The Homemaker’s Heart

Perhaps the tenderest truth of all is this:

Homemaking heals.


Oh, my lovelies — it truly does.

In the wake of storms, in seasons of sorrow, or in times when the world feels terribly unkind, tending one’s home becomes an anchor. The smoothing of a quilt, the arranging of a little bouquet, the quiet folding of linens — these acts are balm to the spirit.


I have known much heartache, as many of you knowand yet it is the art of homemaking that has often gathered up the broken bits of my soul and mended them gently with thread spun from hope.


A Mermaid’s Touch in a Victorian Cottage

And now we arrive at the curious melding of my own life — half Victorian homemaker, half olde-world mermaid.
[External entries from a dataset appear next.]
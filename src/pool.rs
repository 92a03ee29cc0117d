use crate::core::{JsonQlError, Result};
use log::{debug, warn};
use std::collections::VecDeque;
use std::ops::{Deref, DerefMut};
use std::sync::atomic::{AtomicUsize, Ordering};
use std::sync::{Arc, Mutex};
use std::time::Duration;
use tokio::sync::{OwnedSemaphorePermit, Semaphore};

/// Builds a fresh parser when the pool has no idle one and is below its size.
pub type ParserFactory<P> = Arc<dyn Fn() -> P + Send + Sync>;

/// Parser pool
///
/// Bounded set of reusable parsers. A parser is not safe for concurrent
/// use, so each checkout owns its instance exclusively until the guard is
/// dropped. Parsers are created lazily, never more than `max_parsers`.
/// Checkout waits at most `timeout` and then fails with
/// [`JsonQlError::ResourceExhausted`].
pub struct ParserPool<P> {
    /// Parsers not currently checked out
    idle: Arc<Mutex<VecDeque<P>>>,
    /// One permit per parser slot
    permits: Arc<Semaphore>,
    factory: ParserFactory<P>,
    /// Parsers created and not lost
    total_parsers: Arc<AtomicUsize>,
    max_parsers: usize,
    timeout: Duration,
}

impl<P: Send + 'static> ParserPool<P> {
    pub fn new(
        max_parsers: usize,
        timeout: Duration,
        factory: impl Fn() -> P + Send + Sync + 'static,
    ) -> Self {
        Self {
            idle: Arc::new(Mutex::new(VecDeque::with_capacity(max_parsers))),
            permits: Arc::new(Semaphore::new(max_parsers)),
            factory: Arc::new(factory),
            total_parsers: Arc::new(AtomicUsize::new(0)),
            max_parsers,
            timeout,
        }
    }

    /// Check out a parser, waiting up to the configured timeout
    pub async fn acquire(&self) -> Result<PoolGuard<P>> {
        let permit = match tokio::time::timeout(
            self.timeout,
            Arc::clone(&self.permits).acquire_owned(),
        )
        .await
        {
            Ok(Ok(permit)) => permit,
            Ok(Err(_closed)) => return Err(JsonQlError::ResourceExhausted(self.timeout)),
            Err(_elapsed) => {
                warn!(
                    "Parser pool timeout: all {} parsers busy for {:?}",
                    self.max_parsers, self.timeout
                );
                return Err(JsonQlError::ResourceExhausted(self.timeout));
            }
        };

        let parser = self.idle.lock()?.pop_front();
        let parser = match parser {
            Some(parser) => parser,
            None => {
                let created = self.total_parsers.fetch_add(1, Ordering::SeqCst) + 1;
                debug!("Creating parser {}/{}", created, self.max_parsers);
                (self.factory)()
            }
        };

        Ok(PoolGuard {
            parser: Some(parser),
            idle: Arc::clone(&self.idle),
            total_parsers: Arc::clone(&self.total_parsers),
            _permit: permit,
        })
    }

    pub fn timeout(&self) -> Duration {
        self.timeout
    }

    /// Get pool statistics
    pub fn stats(&self) -> PoolStats {
        let idle = self.idle.lock().map(|idle| idle.len()).unwrap_or(0);
        let total = self.total_parsers.load(Ordering::SeqCst);

        PoolStats {
            total_parsers: total,
            idle_parsers: idle,
            active_parsers: self.max_parsers - self.permits.available_permits(),
            max_parsers: self.max_parsers,
        }
    }
}

/// Parser pool statistics
#[derive(Debug, Clone, PartialEq, Eq)]
pub struct PoolStats {
    pub total_parsers: usize,
    pub idle_parsers: usize,
    pub active_parsers: usize,
    pub max_parsers: usize,
}

impl std::fmt::Display for PoolStats {
    fn fmt(&self, f: &mut std::fmt::Formatter<'_>) -> std::fmt::Result {
        write!(
            f,
            "Parser Pool: {}/{} active, {} idle, max {}",
            self.active_parsers, self.total_parsers, self.idle_parsers, self.max_parsers
        )
    }
}

/// RAII guard for a checked-out parser
///
/// Returns the parser to the idle set when dropped; the slot permit is
/// released afterwards, so a waiter always finds the parser idle.
pub struct PoolGuard<P> {
    parser: Option<P>,
    idle: Arc<Mutex<VecDeque<P>>>,
    total_parsers: Arc<AtomicUsize>,
    _permit: OwnedSemaphorePermit,
}

impl<P> PoolGuard<P> {
    /// Return the parser to the pool now rather than at end of scope
    pub fn release(self) {}
}

impl<P> Deref for PoolGuard<P> {
    type Target = P;

    fn deref(&self) -> &P {
        self.parser
            .as_ref()
            .expect("Parser already returned to pool")
    }
}

impl<P> DerefMut for PoolGuard<P> {
    fn deref_mut(&mut self) -> &mut P {
        self.parser
            .as_mut()
            .expect("Parser already returned to pool")
    }
}

impl<P> Drop for PoolGuard<P> {
    fn drop(&mut self) {
        if let Some(parser) = self.parser.take() {
            match self.idle.lock() {
                Ok(mut idle) => idle.push_back(parser),
                Err(_) => {
                    warn!("Parser pool lock poisoned, dropping parser");
                    self.total_parsers.fetch_sub(1, Ordering::SeqCst);
                }
            }
        }
    }
}

#[cfg(test)]
mod tests {
    use super::*;
    use std::time::Instant;

    fn counting_pool(size: usize, timeout: Duration) -> (ParserPool<usize>, Arc<AtomicUsize>) {
        let created = Arc::new(AtomicUsize::new(0));
        let counter = Arc::clone(&created);
        let pool = ParserPool::new(size, timeout, move || counter.fetch_add(1, Ordering::SeqCst));
        (pool, created)
    }

    #[tokio::test]
    async fn test_parsers_created_lazily() {
        let (pool, created) = counting_pool(4, Duration::from_secs(1));
        assert_eq!(created.load(Ordering::SeqCst), 0);
        assert_eq!(pool.stats().total_parsers, 0);

        let guard = pool.acquire().await.unwrap();
        assert_eq!(*guard, 0);
        assert_eq!(created.load(Ordering::SeqCst), 1);
    }

    #[tokio::test]
    async fn test_parser_returned_and_reused() {
        let (pool, created) = counting_pool(4, Duration::from_secs(1));

        {
            let _guard = pool.acquire().await.unwrap();
            let stats = pool.stats();
            assert_eq!(stats.active_parsers, 1);
            assert_eq!(stats.idle_parsers, 0);
        }

        let stats = pool.stats();
        assert_eq!(stats.active_parsers, 0);
        assert_eq!(stats.idle_parsers, 1);

        let guard = pool.acquire().await.unwrap();
        assert_eq!(*guard, 0);
        assert_eq!(created.load(Ordering::SeqCst), 1);
    }

    #[tokio::test]
    async fn test_exhaustion_times_out() {
        let (pool, _) = counting_pool(1, Duration::from_millis(100));

        let _held = pool.acquire().await.unwrap();
        let start = Instant::now();
        let result = pool.acquire().await;

        assert!(matches!(result, Err(JsonQlError::ResourceExhausted(_))));
        assert!(start.elapsed() >= Duration::from_millis(100));
        assert_eq!(pool.stats().total_parsers, 1);
    }

    #[tokio::test]
    async fn test_release_wakes_waiter() {
        let (pool, created) = counting_pool(1, Duration::from_secs(5));
        let pool = Arc::new(pool);

        let held = pool.acquire().await.unwrap();
        let waiter = {
            let pool = Arc::clone(&pool);
            tokio::spawn(async move { pool.acquire().await.map(|guard| *guard) })
        };

        tokio::time::sleep(Duration::from_millis(50)).await;
        held.release();

        assert_eq!(waiter.await.unwrap().unwrap(), 0);
        assert_eq!(created.load(Ordering::SeqCst), 1);
    }

    #[tokio::test]
    async fn test_pool_stats_display() {
        let (pool, _) = counting_pool(3, Duration::from_secs(1));
        let _a = pool.acquire().await.unwrap();
        let _b = pool.acquire().await.unwrap();

        let stats = pool.stats();
        assert_eq!(stats.max_parsers, 3);
        assert_eq!(stats.total_parsers, 2);
        assert_eq!(stats.to_string(), "Parser Pool: 2/2 active, 0 idle, max 3");
    }
}
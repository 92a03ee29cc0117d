use crate::core::{JsonQlError, Result};
use serde::Deserialize;
use std::num::NonZeroUsize;
use std::time::Duration;

/// Service configuration
///
/// Sizes of the parser pool and of the three expression caches.
#[derive(Debug, Clone, PartialEq)]
pub struct JsonQlConfig {
    /// Number of parser instances the pool may hold
    pub parser_pool_size: usize,

    /// How long a parse waits for an idle parser
    pub parser_pool_timeout: Duration,

    /// Capacity of the value expression cache
    pub value_cache_capacity: usize,

    /// Capacity of the predicate expression cache
    pub predicate_cache_capacity: usize,

    /// Capacity of the parse failure cache
    pub error_cache_capacity: usize,
}

impl JsonQlConfig {
    pub const DEFAULT_PARSER_POOL_SIZE: usize = 8;
    pub const DEFAULT_PARSER_POOL_TIMEOUT_SECS: u64 = 5;
    pub const DEFAULT_VALUE_CACHE_CAPACITY: usize = 1000;
    pub const DEFAULT_PREDICATE_CACHE_CAPACITY: usize = 100;
    pub const DEFAULT_ERROR_CACHE_CAPACITY: usize = 100;

    pub fn new() -> Self {
        Self {
            parser_pool_size: Self::DEFAULT_PARSER_POOL_SIZE,
            parser_pool_timeout: Duration::from_secs(Self::DEFAULT_PARSER_POOL_TIMEOUT_SECS),
            value_cache_capacity: Self::DEFAULT_VALUE_CACHE_CAPACITY,
            predicate_cache_capacity: Self::DEFAULT_PREDICATE_CACHE_CAPACITY,
            error_cache_capacity: Self::DEFAULT_ERROR_CACHE_CAPACITY,
        }
    }

    /// Set parser pool size
    pub fn parser_pool_size(mut self, size: usize) -> Self {
        self.parser_pool_size = size;
        self
    }

    /// Set parser checkout timeout
    pub fn parser_pool_timeout(mut self, timeout: Duration) -> Self {
        self.parser_pool_timeout = timeout;
        self
    }

    /// Set value expression cache capacity
    pub fn value_cache_capacity(mut self, capacity: usize) -> Self {
        self.value_cache_capacity = capacity;
        self
    }

    /// Set predicate expression cache capacity
    pub fn predicate_cache_capacity(mut self, capacity: usize) -> Self {
        self.predicate_cache_capacity = capacity;
        self
    }

    /// Set parse failure cache capacity
    pub fn error_cache_capacity(mut self, capacity: usize) -> Self {
        self.error_cache_capacity = capacity;
        self
    }

    /// Load from the nested component layout
    ///
    /// Every key is optional:
    ///
    /// ```json
    /// {
    ///   "parserPool": { "size": 8, "timeout": 5 },
    ///   "expressionCache": { "values": 1000, "predicates": 100 },
    ///   "errorCache": { "size": 100 }
    /// }
    /// ```
    ///
    /// `timeout` is in seconds.
    pub fn from_json(json: &str) -> Result<Self> {
        let file: ConfigFile = serde_json::from_str(json)
            .map_err(|e| JsonQlError::Config(format!("Invalid configuration: {}", e)))?;

        let config = Self {
            parser_pool_size: file.parser_pool.size,
            parser_pool_timeout: Duration::from_secs(file.parser_pool.timeout),
            value_cache_capacity: file.expression_cache.values,
            predicate_cache_capacity: file.expression_cache.predicates,
            error_cache_capacity: file.error_cache.size,
        };
        config.validate().map_err(JsonQlError::Config)?;
        Ok(config)
    }

    /// Validate configuration
    pub fn validate(&self) -> std::result::Result<(), String> {
        if self.parser_pool_size == 0 {
            return Err("parser_pool_size must be > 0".to_string());
        }

        if self.value_cache_capacity == 0 {
            return Err("value_cache_capacity must be > 0".to_string());
        }

        if self.predicate_cache_capacity == 0 {
            return Err("predicate_cache_capacity must be > 0".to_string());
        }

        if self.error_cache_capacity == 0 {
            return Err("error_cache_capacity must be > 0".to_string());
        }

        Ok(())
    }

    pub(crate) fn capacity(value: usize) -> NonZeroUsize {
        NonZeroUsize::new(value).unwrap_or(NonZeroUsize::MIN)
    }
}

impl Default for JsonQlConfig {
    fn default() -> Self {
        Self::new()
    }
}

#[derive(Deserialize, Default)]
#[serde(rename_all = "camelCase", default)]
struct ConfigFile {
    parser_pool: ParserPoolSection,
    expression_cache: ExpressionCacheSection,
    error_cache: ErrorCacheSection,
}

#[derive(Deserialize)]
#[serde(default)]
struct ParserPoolSection {
    size: usize,
    timeout: u64,
}

impl Default for ParserPoolSection {
    fn default() -> Self {
        Self {
            size: JsonQlConfig::DEFAULT_PARSER_POOL_SIZE,
            timeout: JsonQlConfig::DEFAULT_PARSER_POOL_TIMEOUT_SECS,
        }
    }
}

#[derive(Deserialize)]
#[serde(default)]
struct ExpressionCacheSection {
    values: usize,
    predicates: usize,
}

impl Default for ExpressionCacheSection {
    fn default() -> Self {
        Self {
            values: JsonQlConfig::DEFAULT_VALUE_CACHE_CAPACITY,
            predicates: JsonQlConfig::DEFAULT_PREDICATE_CACHE_CAPACITY,
        }
    }
}

#[derive(Deserialize)]
#[serde(default)]
struct ErrorCacheSection {
    size: usize,
}

impl Default for ErrorCacheSection {
    fn default() -> Self {
        Self {
            size: JsonQlConfig::DEFAULT_ERROR_CACHE_CAPACITY,
        }
    }
}
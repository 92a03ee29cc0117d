use std::fmt;
use std::time::Duration;
use thiserror::Error;

/// Expression text that does not conform to the JSONQL grammar.
///
/// Cloneable so the negative cache can hand the same failure to every
/// caller that submits the same malformed text.
#[derive(Debug, Clone, PartialEq, Eq)]
pub struct SyntaxError {
    pub message: String,
    /// Character offset into the expression text.
    pub position: usize,
}

impl SyntaxError {
    pub fn new(message: impl Into<String>, position: usize) -> Self {
        Self {
            message: message.into(),
            position,
        }
    }
}

impl fmt::Display for SyntaxError {
    fn fmt(&self, f: &mut fmt::Formatter<'_>) -> fmt::Result {
        write!(f, "at position {}: {}", self.position, self.message)
    }
}

impl std::error::Error for SyntaxError {}

#[derive(Error, Debug, Clone)]
pub enum JsonQlError {
    #[error("Syntax error {0}")]
    Syntax(#[from] SyntaxError),

    #[error("Parser pool exhausted: no parser became available within {0:?}")]
    ResourceExhausted(Duration),

    #[error("Parser failure: {0}")]
    ParserFailure(String),

    #[error("Configuration error: {0}")]
    Config(String),

    #[error("Lock error: {0}")]
    LockError(String),
}

impl JsonQlError {
    pub fn is_syntax(&self) -> bool {
        matches!(self, Self::Syntax(_))
    }

    pub fn is_resource_exhausted(&self) -> bool {
        matches!(self, Self::ResourceExhausted(_))
    }
}

pub type Result<T> = std::result::Result<T, JsonQlError>;

impl<T> From<std::sync::PoisonError<T>> for JsonQlError {
    fn from(err: std::sync::PoisonError<T>) -> Self {
        Self::LockError(err.to_string())
    }
}
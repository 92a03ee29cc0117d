// ============================================================================
// JSONQL Library
// ============================================================================

//! Embedded expression language for selecting values from, and testing
//! predicates over, JSON documents.
//!
//! ```
//! use jsonql::{JsonQl, Node};
//! use serde_json::json;
//!
//! # #[tokio::main]
//! # async fn main() -> Result<(), Box<dyn std::error::Error>> {
//! let jq = JsonQl::new();
//! let doc = json!({"a": {"b": [1, 2, 3]}, "tag": "x"});
//!
//! let mut context = jq.context_of(&doc);
//! assert!(jq.satisfies(r#"tag in (x, y) and a.b[0] < 2"#, &mut context).await?);
//!
//! let node = jq.evaluate("a.b[5]", &mut context).await?;
//! assert_eq!(node, Node::Missing);
//! assert!(context.take_errors().contains("root node.a.b does not have element 5"));
//! # Ok(())
//! # }
//! ```

pub mod core;
pub mod config;
pub mod cache;
pub mod pool;
pub mod facade;
pub mod parser;
pub mod evaluator;
mod expression;

// Re-export main types for convenience
pub use facade::JsonQl;
pub use config::JsonQlConfig;
pub use crate::core::{JsonQlError, Node, Result, SyntaxError};
pub use cache::{CacheStats, ExpressionCache, ExprKind};
pub use pool::{ParserPool, PoolGuard, PoolStats};
pub use evaluator::{ErrorSet, EvaluationContext, Evaluator, Scope};
pub use parser::{Grammar, JsonQlParser};
pub use parser::ast::{CompareOp, Predicate, PredicateExpr, Selector, ValueExpr};
pub use expression::Pattern;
My heart belongs to the stories, to the ocean-tides of intuition, to the mysteries of the unseen. And so, even in my homemaking, the sea whispers to me. A bowl of shells here, a soft blue ribbon there, a lantern lit as though guiding sailors home from the mist.


My cottage is neither wholly English nor wholly aquatic, yet somehow both — and unmistakably mine. I encourage you, dear reader, to tend your home with your own signature enchantment.


Bringing Olde English Homemaking Into Your Modern Life

You need not live in a stone cottage with wild roses ’round the door to embrace these old-world ways. Simply begin with:

  • One small ritual a day
  • One corner made lovely
  • One candle lit with intention
  • One chore done slowly and without haste
  • One breath of gratitude

Soon, your home will begin to feel like a sanctuary — a place that greets you tenderly and holds your spirit like a careful friend.


A Soft Closing Blessing

And so, my dearest Mermaid Darlings, may your kettles forever be warm, your linens soft under hand, and your home a haven of gentle enchantment. May your domestic days unfold with grace, beauty, and an old-fashioned charm that lingers like the scent of the evening air.